+++ Extracted entries +++
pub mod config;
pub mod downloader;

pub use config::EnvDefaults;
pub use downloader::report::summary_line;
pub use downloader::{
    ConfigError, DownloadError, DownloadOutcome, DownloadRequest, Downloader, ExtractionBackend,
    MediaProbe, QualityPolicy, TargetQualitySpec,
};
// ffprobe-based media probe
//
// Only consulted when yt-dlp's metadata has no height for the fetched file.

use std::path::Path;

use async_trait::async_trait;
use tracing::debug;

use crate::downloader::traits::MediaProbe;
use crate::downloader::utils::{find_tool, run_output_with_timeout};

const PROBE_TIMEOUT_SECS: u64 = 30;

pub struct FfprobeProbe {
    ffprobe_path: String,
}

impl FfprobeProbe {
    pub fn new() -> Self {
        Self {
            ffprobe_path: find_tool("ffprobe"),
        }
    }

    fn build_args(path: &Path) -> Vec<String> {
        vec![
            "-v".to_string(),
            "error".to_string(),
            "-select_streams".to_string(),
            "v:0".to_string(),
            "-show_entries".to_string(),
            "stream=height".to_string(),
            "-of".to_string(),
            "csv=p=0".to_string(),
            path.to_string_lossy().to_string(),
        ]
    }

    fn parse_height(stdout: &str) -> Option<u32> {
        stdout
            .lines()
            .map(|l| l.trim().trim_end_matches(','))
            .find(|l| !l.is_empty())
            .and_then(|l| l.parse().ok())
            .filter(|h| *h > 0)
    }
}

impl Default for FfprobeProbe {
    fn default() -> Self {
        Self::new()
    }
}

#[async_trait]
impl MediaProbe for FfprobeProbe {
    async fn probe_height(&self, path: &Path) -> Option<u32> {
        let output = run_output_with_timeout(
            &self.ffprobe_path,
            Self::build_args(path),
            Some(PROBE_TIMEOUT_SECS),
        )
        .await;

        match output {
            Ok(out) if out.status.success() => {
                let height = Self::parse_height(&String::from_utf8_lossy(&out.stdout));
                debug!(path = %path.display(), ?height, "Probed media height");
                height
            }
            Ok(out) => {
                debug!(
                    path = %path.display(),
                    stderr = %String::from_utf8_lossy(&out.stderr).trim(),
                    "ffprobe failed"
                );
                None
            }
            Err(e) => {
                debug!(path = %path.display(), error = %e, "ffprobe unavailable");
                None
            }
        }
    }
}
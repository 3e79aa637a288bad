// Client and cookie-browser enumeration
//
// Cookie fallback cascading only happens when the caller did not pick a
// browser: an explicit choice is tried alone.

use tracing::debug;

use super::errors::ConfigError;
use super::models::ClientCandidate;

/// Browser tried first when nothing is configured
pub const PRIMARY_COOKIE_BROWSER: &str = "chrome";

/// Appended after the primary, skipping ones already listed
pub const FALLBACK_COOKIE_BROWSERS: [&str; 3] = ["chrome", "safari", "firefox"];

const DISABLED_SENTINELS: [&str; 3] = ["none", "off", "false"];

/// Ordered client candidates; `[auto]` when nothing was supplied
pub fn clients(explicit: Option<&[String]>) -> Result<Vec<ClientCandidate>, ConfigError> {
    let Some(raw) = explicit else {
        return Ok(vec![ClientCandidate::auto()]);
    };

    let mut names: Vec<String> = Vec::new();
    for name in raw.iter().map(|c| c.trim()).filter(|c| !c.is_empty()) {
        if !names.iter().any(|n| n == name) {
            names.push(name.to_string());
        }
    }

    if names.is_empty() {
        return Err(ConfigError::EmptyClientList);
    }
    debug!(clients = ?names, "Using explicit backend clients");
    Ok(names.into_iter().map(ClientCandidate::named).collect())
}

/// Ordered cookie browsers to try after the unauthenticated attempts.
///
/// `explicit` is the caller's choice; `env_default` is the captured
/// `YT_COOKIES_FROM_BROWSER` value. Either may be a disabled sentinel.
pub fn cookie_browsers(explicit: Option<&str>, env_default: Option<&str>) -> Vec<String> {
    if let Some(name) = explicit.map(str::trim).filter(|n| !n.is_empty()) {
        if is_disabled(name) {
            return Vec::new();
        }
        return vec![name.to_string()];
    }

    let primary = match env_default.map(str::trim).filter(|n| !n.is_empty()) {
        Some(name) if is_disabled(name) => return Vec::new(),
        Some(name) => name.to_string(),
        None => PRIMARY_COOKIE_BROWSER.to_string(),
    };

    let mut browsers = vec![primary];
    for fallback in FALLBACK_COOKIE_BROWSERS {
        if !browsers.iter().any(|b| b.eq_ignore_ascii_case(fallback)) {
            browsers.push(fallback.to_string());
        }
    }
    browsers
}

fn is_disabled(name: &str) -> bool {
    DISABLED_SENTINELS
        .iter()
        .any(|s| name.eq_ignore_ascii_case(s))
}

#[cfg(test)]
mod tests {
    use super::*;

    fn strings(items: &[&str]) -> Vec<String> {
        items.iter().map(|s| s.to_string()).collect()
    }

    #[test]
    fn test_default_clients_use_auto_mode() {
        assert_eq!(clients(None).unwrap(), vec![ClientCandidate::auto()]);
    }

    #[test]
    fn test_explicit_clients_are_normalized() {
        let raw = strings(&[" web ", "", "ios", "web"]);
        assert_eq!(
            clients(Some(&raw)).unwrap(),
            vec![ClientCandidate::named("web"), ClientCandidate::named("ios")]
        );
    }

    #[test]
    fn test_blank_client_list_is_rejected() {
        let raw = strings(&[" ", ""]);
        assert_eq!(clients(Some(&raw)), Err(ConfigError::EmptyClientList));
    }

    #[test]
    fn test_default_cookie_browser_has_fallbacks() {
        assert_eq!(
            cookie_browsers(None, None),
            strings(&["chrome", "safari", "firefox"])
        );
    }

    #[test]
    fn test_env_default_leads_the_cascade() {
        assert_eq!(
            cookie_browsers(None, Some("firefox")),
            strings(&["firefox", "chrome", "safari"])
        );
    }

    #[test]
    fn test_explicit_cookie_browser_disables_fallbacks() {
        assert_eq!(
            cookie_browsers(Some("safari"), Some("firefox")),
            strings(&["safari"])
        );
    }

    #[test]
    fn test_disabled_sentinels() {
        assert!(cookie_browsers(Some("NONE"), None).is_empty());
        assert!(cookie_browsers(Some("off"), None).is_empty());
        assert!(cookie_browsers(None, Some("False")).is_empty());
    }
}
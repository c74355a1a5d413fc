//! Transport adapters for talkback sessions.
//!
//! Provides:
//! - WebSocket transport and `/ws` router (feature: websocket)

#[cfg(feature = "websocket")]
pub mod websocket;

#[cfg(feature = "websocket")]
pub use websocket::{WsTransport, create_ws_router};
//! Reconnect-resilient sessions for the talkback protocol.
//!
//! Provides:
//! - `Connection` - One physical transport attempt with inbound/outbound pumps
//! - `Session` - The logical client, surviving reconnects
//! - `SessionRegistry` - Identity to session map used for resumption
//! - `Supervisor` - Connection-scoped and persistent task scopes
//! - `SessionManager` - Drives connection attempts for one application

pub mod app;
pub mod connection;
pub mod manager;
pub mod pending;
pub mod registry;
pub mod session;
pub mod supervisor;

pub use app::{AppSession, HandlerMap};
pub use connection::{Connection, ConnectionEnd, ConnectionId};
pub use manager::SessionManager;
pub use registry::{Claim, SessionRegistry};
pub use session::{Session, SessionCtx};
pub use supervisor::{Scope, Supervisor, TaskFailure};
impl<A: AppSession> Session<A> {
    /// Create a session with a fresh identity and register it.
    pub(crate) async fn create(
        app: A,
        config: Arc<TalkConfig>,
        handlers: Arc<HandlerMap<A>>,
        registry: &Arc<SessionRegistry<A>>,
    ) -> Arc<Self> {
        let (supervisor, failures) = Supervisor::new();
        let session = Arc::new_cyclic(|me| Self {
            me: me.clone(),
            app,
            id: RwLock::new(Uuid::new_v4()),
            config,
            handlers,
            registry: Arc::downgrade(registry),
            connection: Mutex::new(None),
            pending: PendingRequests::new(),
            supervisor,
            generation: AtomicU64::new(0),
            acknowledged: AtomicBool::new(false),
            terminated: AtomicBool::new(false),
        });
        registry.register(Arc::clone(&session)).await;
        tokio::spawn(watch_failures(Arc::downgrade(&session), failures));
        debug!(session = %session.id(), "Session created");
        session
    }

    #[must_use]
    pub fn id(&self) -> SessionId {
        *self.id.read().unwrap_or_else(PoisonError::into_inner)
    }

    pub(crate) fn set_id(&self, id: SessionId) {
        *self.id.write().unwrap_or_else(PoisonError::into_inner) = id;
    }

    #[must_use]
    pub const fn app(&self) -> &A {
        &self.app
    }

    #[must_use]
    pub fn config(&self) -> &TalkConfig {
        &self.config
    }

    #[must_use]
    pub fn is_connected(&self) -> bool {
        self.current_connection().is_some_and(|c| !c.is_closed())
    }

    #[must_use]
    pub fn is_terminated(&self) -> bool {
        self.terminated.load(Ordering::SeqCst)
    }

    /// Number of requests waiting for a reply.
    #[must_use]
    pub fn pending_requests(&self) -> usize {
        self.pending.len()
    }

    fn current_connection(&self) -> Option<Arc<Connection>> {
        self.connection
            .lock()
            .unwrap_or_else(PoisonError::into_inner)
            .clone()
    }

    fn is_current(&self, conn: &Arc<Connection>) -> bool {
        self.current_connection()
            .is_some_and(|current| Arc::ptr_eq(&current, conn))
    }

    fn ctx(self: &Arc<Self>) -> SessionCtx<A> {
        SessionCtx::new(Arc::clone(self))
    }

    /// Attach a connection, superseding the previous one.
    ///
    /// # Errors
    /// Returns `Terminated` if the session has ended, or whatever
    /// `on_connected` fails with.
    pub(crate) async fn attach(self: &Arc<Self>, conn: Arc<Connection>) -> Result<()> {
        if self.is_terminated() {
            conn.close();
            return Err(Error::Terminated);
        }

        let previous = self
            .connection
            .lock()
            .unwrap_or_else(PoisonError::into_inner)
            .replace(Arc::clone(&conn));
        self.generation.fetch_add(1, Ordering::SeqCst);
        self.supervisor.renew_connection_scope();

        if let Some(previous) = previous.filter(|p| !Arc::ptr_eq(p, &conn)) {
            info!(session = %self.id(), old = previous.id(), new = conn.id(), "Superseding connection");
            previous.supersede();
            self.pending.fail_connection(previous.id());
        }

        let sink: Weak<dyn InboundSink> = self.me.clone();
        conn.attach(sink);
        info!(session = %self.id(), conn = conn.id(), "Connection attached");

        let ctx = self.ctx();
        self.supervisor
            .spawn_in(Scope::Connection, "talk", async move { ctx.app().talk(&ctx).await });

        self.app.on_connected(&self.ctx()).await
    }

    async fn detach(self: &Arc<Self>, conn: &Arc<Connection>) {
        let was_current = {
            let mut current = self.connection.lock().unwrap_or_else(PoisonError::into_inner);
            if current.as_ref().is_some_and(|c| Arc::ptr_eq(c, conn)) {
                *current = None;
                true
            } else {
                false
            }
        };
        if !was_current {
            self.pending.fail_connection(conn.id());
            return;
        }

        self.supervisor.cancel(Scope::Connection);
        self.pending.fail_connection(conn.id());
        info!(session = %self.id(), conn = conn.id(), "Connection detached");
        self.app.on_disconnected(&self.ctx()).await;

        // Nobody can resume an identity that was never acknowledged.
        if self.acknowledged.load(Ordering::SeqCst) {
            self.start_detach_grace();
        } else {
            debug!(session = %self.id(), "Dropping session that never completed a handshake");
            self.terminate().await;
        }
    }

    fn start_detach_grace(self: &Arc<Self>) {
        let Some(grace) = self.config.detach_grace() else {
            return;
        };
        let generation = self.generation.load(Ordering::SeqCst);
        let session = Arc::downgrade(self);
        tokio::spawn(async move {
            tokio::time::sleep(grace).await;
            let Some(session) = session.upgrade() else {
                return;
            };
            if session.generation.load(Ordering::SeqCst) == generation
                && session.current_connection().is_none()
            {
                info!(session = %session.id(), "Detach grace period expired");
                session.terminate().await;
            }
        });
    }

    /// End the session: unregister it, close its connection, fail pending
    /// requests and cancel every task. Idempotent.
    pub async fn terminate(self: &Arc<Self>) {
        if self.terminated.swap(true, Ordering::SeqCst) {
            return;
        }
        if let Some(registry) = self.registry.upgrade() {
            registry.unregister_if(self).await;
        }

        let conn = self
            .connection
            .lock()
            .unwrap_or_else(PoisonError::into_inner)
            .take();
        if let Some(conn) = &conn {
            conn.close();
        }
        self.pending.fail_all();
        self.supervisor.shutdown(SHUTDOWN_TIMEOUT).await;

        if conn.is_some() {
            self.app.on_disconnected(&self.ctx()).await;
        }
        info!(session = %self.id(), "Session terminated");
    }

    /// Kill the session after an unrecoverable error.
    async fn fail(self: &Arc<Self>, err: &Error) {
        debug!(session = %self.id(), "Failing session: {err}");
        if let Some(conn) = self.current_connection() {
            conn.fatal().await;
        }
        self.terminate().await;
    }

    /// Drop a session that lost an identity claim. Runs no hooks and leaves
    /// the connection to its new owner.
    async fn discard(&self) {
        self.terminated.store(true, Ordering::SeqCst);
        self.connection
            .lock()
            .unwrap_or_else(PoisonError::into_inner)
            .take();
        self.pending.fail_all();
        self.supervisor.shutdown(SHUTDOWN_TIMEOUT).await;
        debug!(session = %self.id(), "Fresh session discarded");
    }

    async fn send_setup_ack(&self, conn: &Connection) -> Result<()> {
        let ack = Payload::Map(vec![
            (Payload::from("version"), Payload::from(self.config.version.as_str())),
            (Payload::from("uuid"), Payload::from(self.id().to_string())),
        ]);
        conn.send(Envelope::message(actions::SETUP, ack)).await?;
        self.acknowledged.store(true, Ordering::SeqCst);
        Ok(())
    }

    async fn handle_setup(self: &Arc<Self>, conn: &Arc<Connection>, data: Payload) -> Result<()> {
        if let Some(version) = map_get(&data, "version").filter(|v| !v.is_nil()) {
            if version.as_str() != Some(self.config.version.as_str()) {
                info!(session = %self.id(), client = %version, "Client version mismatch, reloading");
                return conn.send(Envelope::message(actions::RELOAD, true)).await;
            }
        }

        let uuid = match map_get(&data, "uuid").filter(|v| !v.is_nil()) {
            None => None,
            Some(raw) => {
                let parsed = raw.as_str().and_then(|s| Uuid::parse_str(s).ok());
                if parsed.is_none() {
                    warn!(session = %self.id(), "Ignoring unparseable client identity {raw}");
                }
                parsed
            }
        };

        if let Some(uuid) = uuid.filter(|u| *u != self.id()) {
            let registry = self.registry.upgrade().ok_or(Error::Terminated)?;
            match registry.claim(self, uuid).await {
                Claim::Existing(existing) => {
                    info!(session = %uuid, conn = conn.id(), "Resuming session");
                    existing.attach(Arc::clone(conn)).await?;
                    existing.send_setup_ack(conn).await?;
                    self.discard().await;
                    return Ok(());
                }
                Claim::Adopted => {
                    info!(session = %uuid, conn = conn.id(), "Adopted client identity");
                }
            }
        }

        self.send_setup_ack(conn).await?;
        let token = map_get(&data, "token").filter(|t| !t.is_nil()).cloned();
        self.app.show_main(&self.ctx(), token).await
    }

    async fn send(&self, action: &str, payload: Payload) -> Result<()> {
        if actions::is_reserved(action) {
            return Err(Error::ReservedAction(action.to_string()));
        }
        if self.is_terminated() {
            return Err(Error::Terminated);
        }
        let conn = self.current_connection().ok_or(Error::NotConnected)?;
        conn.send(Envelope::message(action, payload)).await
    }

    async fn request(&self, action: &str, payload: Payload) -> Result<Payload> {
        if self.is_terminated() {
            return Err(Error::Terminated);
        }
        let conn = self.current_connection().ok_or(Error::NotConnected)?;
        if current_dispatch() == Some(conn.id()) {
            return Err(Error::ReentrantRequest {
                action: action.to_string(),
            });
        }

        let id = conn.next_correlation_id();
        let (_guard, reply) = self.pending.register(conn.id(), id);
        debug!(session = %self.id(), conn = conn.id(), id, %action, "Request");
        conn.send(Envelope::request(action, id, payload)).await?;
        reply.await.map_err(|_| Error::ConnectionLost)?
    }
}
+++
Task goal
Find the lines in the entries above where "crate" occurs, and copy each of them.

Response to this task
use crate::downloader::traits::MediaProbe;
use crate::downloader::utils::{find_tool, run_output_with_timeout};
    pub(crate) async fn create(
    pub(crate) fn set_id(&self, id: SessionId) {
    pub(crate) async fn attach(self: &Arc<Self>, conn: Arc<Connection>) -> Result<()> {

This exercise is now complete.